Miralem Zjajo

Personal information
- Full name: Miralem Zjajo
- Date of birth: 7 November 1960 (age 64)
- Place of birth: Jajce, FPR Yugoslavia
- Height: 1.79 m (5 ft 10+1⁄2 in)
- Position(s): Midfielder

Senior career*
- Years: Team / Apps / (Gls)
- 0000–1982: Elektrobosna Jajce
- 1982–1985: Iskra Bugojno / 59 / (3)
- 1985–1987: Red Star Belgrade / 4 / (0)
- 1986–1987: → Chicago Sting (loan) / 12 / (7)
- 1987–1988: Valenciennes / 11 / (1)
- 1988–1990: Chiasso
- Locarno
- Verscio

= Miralem Zjajo =

Bosnian-Herzegovinian former footballer (born 1960)

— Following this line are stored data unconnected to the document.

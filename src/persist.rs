use std::fs;
use std::io::ErrorKind;
use std::path::{Path, PathBuf};

use anyhow::{Context, Result};
use serde::Serialize;
use serde::de::DeserializeOwned;

use crate::config::AppConfig;
use crate::roster::Roster;
use crate::session::AuthRecord;

const DATA_DIR: &str = "roster_terminal";
const AUTH_FILE: &str = "auth.json";
const TEAMS_FILE: &str = "teams.json";

/// The two durable records, one JSON file each. Loads return owned snapshots, saves take
/// them; nothing here is cached between calls.
#[derive(Debug, Clone)]
pub struct StateStore {
    dir: PathBuf,
}

impl StateStore {
    pub fn new(dir: impl Into<PathBuf>) -> Self {
        Self { dir: dir.into() }
    }

    /// `ROSTER_DATA_DIR`, then the XDG data dir, then `./roster_terminal`.
    pub fn resolve(config: &AppConfig) -> Self {
        let dir = config
            .data_dir
            .clone()
            .or_else(default_data_dir)
            .unwrap_or_else(|| PathBuf::from(DATA_DIR));
        Self::new(dir)
    }

    pub fn dir(&self) -> &Path {
        &self.dir
    }

    pub fn load_auth(&self) -> Result<AuthRecord> {
        read_record(&self.dir.join(AUTH_FILE)).context("load auth record")
    }

    pub fn save_auth(&self, auth: &AuthRecord) -> Result<()> {
        write_record(&self.dir.join(AUTH_FILE), auth).context("save auth record")
    }

    pub fn clear_auth(&self) -> Result<()> {
        remove_record(&self.dir.join(AUTH_FILE)).context("clear auth record")
    }

    pub fn load_teams(&self) -> Result<Roster> {
        read_record(&self.dir.join(TEAMS_FILE)).context("load teams record")
    }

    pub fn save_teams(&self, roster: &Roster) -> Result<()> {
        write_record(&self.dir.join(TEAMS_FILE), roster).context("save teams record")
    }

    pub fn clear_teams(&self) -> Result<()> {
        remove_record(&self.dir.join(TEAMS_FILE)).context("clear teams record")
    }
}

fn read_record<T: DeserializeOwned + Default>(path: &Path) -> Result<T> {
    let raw = match fs::read_to_string(path) {
        Ok(raw) => raw,
        Err(err) if err.kind() == ErrorKind::NotFound => return Ok(T::default()),
        Err(err) => return Err(err).with_context(|| format!("read {}", path.display())),
    };
    let trimmed = raw.trim();
    if trimmed.is_empty() || trimmed == "null" {
        return Ok(T::default());
    }
    serde_json::from_str(trimmed).with_context(|| format!("parse {}", path.display()))
}

fn write_record<T: Serialize>(path: &Path, value: &T) -> Result<()> {
    if let Some(dir) = path.parent() {
        fs::create_dir_all(dir).with_context(|| format!("create {}", dir.display()))?;
    }
    let json = serde_json::to_string(value).context("serialize record")?;
    let tmp = path.with_extension("json.tmp");
    fs::write(&tmp, json).with_context(|| format!("write {}", tmp.display()))?;
    fs::rename(&tmp, path).with_context(|| format!("swap {}", path.display()))?;
    Ok(())
}

fn remove_record(path: &Path) -> Result<()> {
    match fs::remove_file(path) {
        Ok(()) => Ok(()),
        Err(err) if err.kind() == ErrorKind::NotFound => Ok(()),
        Err(err) => Err(err).with_context(|| format!("remove {}", path.display())),
    }
}

fn default_data_dir() -> Option<PathBuf> {
    if let Ok(base) = std::env::var("XDG_DATA_HOME") {
        if !base.trim().is_empty() {
            return Some(PathBuf::from(base).join(DATA_DIR));
        }
    }
    let home = std::env::var("HOME").ok()?;
    if home.trim().is_empty() {
        return None;
    }
    Some(
        PathBuf::from(home)
            .join(".local")
            .join("share")
            .join(DATA_DIR),
    )
}
pub mod config;
pub mod cooldown;
pub mod demo_feed;
pub mod http_client;
pub mod paging;
pub mod persist;
pub mod player_fetch;
pub mod provider;
pub mod roster;
pub mod scroll;
pub mod session;
pub mod state;
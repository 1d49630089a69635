use crate::{
  bucket::{BUCKET_COUNT, bucket_by_size},
  chunk::{Chunk, MIN_ALLOC, TAG_SIZE, footprint, proper_size},
  heap::Heap,
};

/// Overflow scans that skip at least this many chunks are reported.
const SKIP_REPORT_THRESHOLD: u64 = 100;

impl Heap<'_> {
  /// Finds a free chunk for `size` bytes, marks it used and returns it.
  ///
  /// Exact-size buckets are tried first, smallest class upwards; the
  /// overflow bucket is searched first-fit. `None` means no free chunk is
  /// large enough, and the heap is left untouched.
  pub(crate) fn malloc(
    &self,
    size: u64,
  ) -> Option<Chunk> {
    let size = proper_size(size);

    let mut index = bucket_by_size(size);
    while index < BUCKET_COUNT - 1 && self.head(index).is_none() {
      index += 1;
    }

    let chunk = if index == BUCKET_COUNT - 1 {
      self.first_fit(size)?
    } else {
      self.head(index)?
    };

    self.unlink(chunk);
    self.carve(chunk, size);

    Some(chunk)
  }

  fn first_fit(
    &self,
    size: u64,
  ) -> Option<Chunk> {
    let mut skipped = 0u64;
    let mut skip_min = u64::MAX;
    let mut skip_max = 0u64;

    let found = self.bucket(BUCKET_COUNT - 1).find(|chunk| {
      let chunk_size = chunk.size(self.region);
      if chunk_size >= size {
        return true;
      }

      skipped += 1;
      skip_min = skip_min.min(chunk_size);
      skip_max = skip_max.max(chunk_size);
      false
    });

    // low-memory failures are expected on tolerant arenas
    if self.allow_oom() == 0 {
      if found.is_none() {
        tracing::warn!(
          requested = size,
          description = %self.description(),
          "cannot find a free chunk"
        );
      } else if skipped >= SKIP_REPORT_THRESHOLD {
        tracing::debug!(
          skipped,
          requested = size,
          skip_min,
          skip_max,
          "overflow bucket scan skipped many chunks"
        );
      }
    }

    found
  }

  /// Marks an unlinked free chunk used for `size` bytes, splitting off the
  /// tail as a new free chunk when it is large enough to stand on its own.
  pub(crate) fn carve(
    &self,
    chunk: Chunk,
    size: u64,
  ) {
    let chunk_size = chunk.size(self.region);

    if chunk_size < size + 2 * TAG_SIZE + MIN_ALLOC {
      chunk.set_size(self.region, chunk_size, true);
      self.account_used(footprint(chunk_size));
    } else {
      chunk.set_size(self.region, size, true);

      let rest = chunk.right(self.region);
      rest.set_size(self.region, chunk_size - size - 2 * TAG_SIZE, false);
      self.link(rest);

      self.account_used(footprint(size));
    }
  }
}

Miralem Zjajo (born 7 November 1960) is a Bosnian-Herzegovinian retired footballer best known for being subject of a player registration and contract ownership controversy in 1985. The entire protracted series of events became known in Yugoslavia as the 'Zjajo case' (slučaj Zjajo).

==Club career==
Born in Jajce, SR Bosnia and Herzegovina, he begin playing in the local club Elektrobosna Jajce. Early in his career, Zjajo played for NK Iskra Bugojno in the Yugoslav Second League. In summer 1985 Zjajo will become the main figure in a major controversy. First he signed a contract with NK Dinamo Zagreb and played the pre-season matches with them, however Iskra made a complain to the Football Association of Yugoslavia and the contract was declared invalid. FK Partizan also made an attempt to sign him, however it was Red Star Belgrade that brought him that summer to their squad. He played in the 1985–86 UEFA Cup matches with Red Star, however it would be in the Yugoslav First League match that he played for Red Star against FK Vojvodina (a 3–1 win for Red Star) that the controversy will start again. His former club Iskra Bugojno had made a complaint to the Yugoslav FA claiming he was still their player, and Vojvodina claimed that Red Star had no right to use Zjajo as the FA did not rule out any decision about whose player Zjajo was. By the Yugoslav FA regulation, in this case, by the chapter 79, Vojvodina should be attributed a 3–0 win as the player hasn't been released by Iskra and thus his registration with Red Star had been frozen. However, as he had played for Red Star in the UEFA Cup against FC Aarau, and the Swiss club had announced that would complaint, the case was already internationalized. UEFA asked the Yugoslav FA for clarifications and it could end with sanctions for Red Star. Because of that, the Yugoslav FA decided that Zjajo was indeed Iskra Bugojno player, which was an undeniable fact as he had active contract with them, however it decided that the matches for Red Star which he played would count and Red Star would suffer no sanctions for linning him up. He ended up returning to Iskra Bugojno, and this case is known as the only one in which an irregular player was linned-up but the results in both, UEFA Cup and domestic championship, were kept.

Zjajo spent part of the 1986–87 season playing indoor soccer in the United States as Mickey Zyayo with the Chicago Sting of the MISL. Later, he would move abroad to play in France and Switzerland.